H2S is an important gaseous signalling molecule and plays a crucial role in many physiological and pathophysiological processes. In this study we report about the biological evaluation of a new class of H2S donors (benzamide and penicillame derivatives), releasing H2S upon activation by cysteine or gutathione. Anti-inflammatory effects of the “classic” H2S donor NaHS were compared with chemically synthesized compounds. U937 cells were preincubated for 1 h with NaHS or with the cysteine-inducible H2S donors 5a, 5b, 8a and 8 l. H2S release was induced by the addition of cysteine. The cells were then stimulated for 24 h with LPS. Vice versa, U937 cells were stimulated for 6 h with LPS and then posttreated for 18 h with the same compounds.

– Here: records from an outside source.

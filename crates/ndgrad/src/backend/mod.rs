//! Backend abstraction for data-movement kernels.
//!
//! - `GenericBackend`: loop-based implementation (always available)

mod generic;
mod permutation;

pub use generic::GenericBackend;
pub use permutation::PermutationBackend;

TNF-alpha and IL-6 levels were quantified by ELISA. Nitrite as a marker for iNOS activation was monitored by a commercially available kit. Both NaHS and the compounds 5a and 8a showed potent anti-inflammatory effects in U937 cells by downregulating TNF-alpha and IL-6 expression. In line with these results, nitrite production was also reduced. Significant anti-inflammatory effects of all compunds were observed only at concentrations above 100 μM. Notably, the effect of NaHS on TNF-alpha and IL-6 expression was significantly less pronounced compared to 5a and 8a. We conclude that cysteine-inducible donors represent a new class of controllable H2S donors which could mimic the slow and continous H2S generation process in vivo.